6 Further developments

As a future project, we suggest the development of a numerical software to determine the parameter regions of multimodality of our basic models. In that study, the collection of basic models maybe extended, since the ones presented here are far from the only ones whose generating function may be written in a compact form. It might also be interesting to study n-fold hierarchies instead of the two-level hierarchies presented here.

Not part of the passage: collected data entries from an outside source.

//! Surface shaders.
//!
//! One physically based path tracer (`raytrace`) and a set of
//! non-recursive visualization shaders. The shader is picked once per
//! render from a [`ShaderKind`].

mod debug;
mod raytrace;

use std::fmt;
use std::str::FromStr;

use glint_math::Ray;
use glint_scene::{Color, Scene};
use rand::RngCore;

use crate::bvh::Intersector;
use crate::error::RenderError;
use crate::params::RenderParams;

/// Available shaders, selected by tag.
#[derive(Debug, Clone, Copy, PartialEq, Eq, Hash)]
pub enum ShaderKind {
    Raytrace,
    Matte,
    Eyelight,
    Normal,
    Texcoord,
    Color,
    Matcap,
    Cellshading,
}

impl ShaderKind {
    /// Every shader, in tag order.
    pub const ALL: [ShaderKind; 8] = [
        ShaderKind::Raytrace,
        ShaderKind::Matte,
        ShaderKind::Eyelight,
        ShaderKind::Normal,
        ShaderKind::Texcoord,
        ShaderKind::Color,
        ShaderKind::Matcap,
        ShaderKind::Cellshading,
    ];

    /// Configuration tag.
    pub fn name(self) -> &'static str {
        match self {
            ShaderKind::Raytrace => "raytrace",
            ShaderKind::Matte => "matte",
            ShaderKind::Eyelight => "eyelight",
            ShaderKind::Normal => "normal",
            ShaderKind::Texcoord => "texcoord",
            ShaderKind::Color => "color",
            ShaderKind::Matcap => "matcap",
            ShaderKind::Cellshading => "cellshading",
        }
    }

    /// Radiance arriving along `ray`, starting at path depth `bounce`.
    pub fn shade(
        self,
        scene: &Scene,
        bvh: &dyn Intersector,
        ray: &Ray,
        bounce: u32,
        rng: &mut dyn RngCore,
        params: &RenderParams,
    ) -> Color {
        match self {
            ShaderKind::Raytrace => raytrace::shade_raytrace(scene, bvh, ray, bounce, rng, params),
            ShaderKind::Matte => debug::shade_matte(),
            ShaderKind::Eyelight => debug::shade_eyelight(scene, bvh, ray),
            ShaderKind::Normal => debug::shade_normal(scene, bvh, ray),
            ShaderKind::Texcoord => debug::shade_texcoord(scene, bvh, ray),
            ShaderKind::Color => debug::shade_color(scene, bvh, ray),
            ShaderKind::Matcap => debug::shade_matcap(scene, bvh, ray),
            ShaderKind::Cellshading => debug::shade_cellshading(scene, bvh, ray, rng),
        }
    }
}

impl FromStr for ShaderKind {
    type Err = RenderError;

    fn from_str(tag: &str) -> Result<Self, Self::Err> {
        ShaderKind::ALL
            .into_iter()
            .find(|kind| kind.name() == tag)
            .ok_or_else(|| RenderError::UnknownShader(tag.to_string()))
    }
}

impl fmt::Display for ShaderKind {
    fn fmt(&self, f: &mut fmt::Formatter<'_>) -> fmt::Result {
        f.write_str(self.name())
    }
}
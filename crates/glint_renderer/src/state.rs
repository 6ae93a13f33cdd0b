//! Progressive render state.

use glint_scene::{Camera, Color, Scene};
use rand::Rng;
use rand_pcg::Pcg32;

use crate::error::{RenderError, RenderResult};
use crate::params::RenderParams;

/// Initial state shared by every per-pixel generator; pixels differ by stream.
const PIXEL_RNG_STATE: u64 = 961748941;

/// Accumulation buffers and per-pixel generators for a progressive render.
///
/// `image`, `hits` and `rngs` are row-major with `width * height` entries.
#[derive(Debug, Clone)]
pub struct RenderState {
    pub width: u32,
    pub height: u32,
    /// Completed samples per pixel
    pub samples: u32,
    /// Summed radiance per pixel
    pub image: Vec<Color>,
    /// Samples accumulated per pixel
    pub hits: Vec<u32>,
    /// One generator per pixel
    pub rngs: Vec<Pcg32>,
}

impl RenderState {
    /// Allocate zeroed buffers sized from the selected camera.
    ///
    /// The scene is validated first, so dangling indices are reported here
    /// rather than during a sample sweep.
    ///
    /// Each pixel gets its own generator stream, drawn in pixel order from a
    /// master generator seeded with `params.seed`, so the streams depend
    /// only on the seed and the pixel index.
    pub fn new(scene: &Scene, params: &RenderParams) -> RenderResult<Self> {
        if params.resolution == 0 {
            return Err(RenderError::ZeroResolution);
        }
        scene.validate()?;
        let camera = render_camera(scene, params)?;
        let (width, height) = camera.image_size(params.resolution);
        let count = width as usize * height as usize;

        let mut master = Pcg32::new(params.seed, 1);
        let rngs = (0..count)
            .map(|_| {
                let stream = master.gen_range(0..1u64 << 31) / 2 + 1;
                Pcg32::new(PIXEL_RNG_STATE, stream)
            })
            .collect();

        log::debug!("Render state {}x{} (seed {})", width, height, params.seed);
        Ok(Self {
            width,
            height,
            samples: 0,
            image: vec![Color::ZERO; count],
            hits: vec![0; count],
            rngs,
        })
    }

    /// Number of pixels.
    pub fn pixel_count(&self) -> usize {
        self.image.len()
    }

    /// Whether the sample budget of `params` has been reached.
    pub fn is_done(&self, params: &RenderParams) -> bool {
        self.samples >= params.samples
    }
}

/// Camera selected by the parameters.
pub(crate) fn render_camera<'a>(scene: &'a Scene, params: &RenderParams) -> RenderResult<&'a Camera> {
    scene
        .cameras
        .get(params.camera)
        .ok_or(RenderError::CameraOutOfRange {
            index: params.camera,
            count: scene.cameras.len(),
        })
}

Furthermore, we note that the Luria–Delbrück model (Zheng 1999), describing the division of wild-type cells X into mutants Y may be investigated in a similar way we proposed. One of the many variants of the model is defined by

$$\begin{aligned} X&\overset{k_{\text {wt}}}{\rightarrow }2X\\ X&\overset{k_{\text {wt}}^{{\text {mut}}}}{\rightarrow }X+Y\\ X&\overset{d_{\text {wt}}}{\rightarrow }\emptyset \\ Y&\overset{k_{\text {mut}}}{\rightarrow }2Y\\ Y&\overset{d_{\text {mut}}}{\rightarrow }\emptyset . \end{aligned}$$

Even though the reaction equations show the hierarchic character of the model, they do not fit our definition of hierarchic first-order networks. This fact can by seen by the characteristic ODEs:

$$\begin{aligned} \frac{ds_{X}}{dt}&=-k_{\text {wt}}(s_{X}^{2}-s_{X})-k_{\text {wt}}^{{\text {mut}}}(s_{X}s_{Y}-s_{X})-d_{\text {wt}}(1-s_{X}) \end{aligned}$$
(48)
$$\begin{aligned} \frac{ds_{Y}}{dt}&=-k_{\text {mut}}(s_{Y}^{2}-s_{Y})-d_{\text {mut}}(1-s_{Y})\nonumber \\ \frac{dg}{dt}&=0. \end{aligned}$$
(49)

The system is not hierarchically linear due to the \(s_{X}^{2}\) and \(s_{Y}^{2}\) terms, which is why we excluded autocatalytic reactions \(X\rightarrow 2X\) from our study. However, (48) and (49) are examples of Riccati differential equations, and may be linearized as such by a coordinate transformation. In this way, an exact solution of the system can be obtained,Footnote 18 even though it involves large expressions involving hypergeometric functions.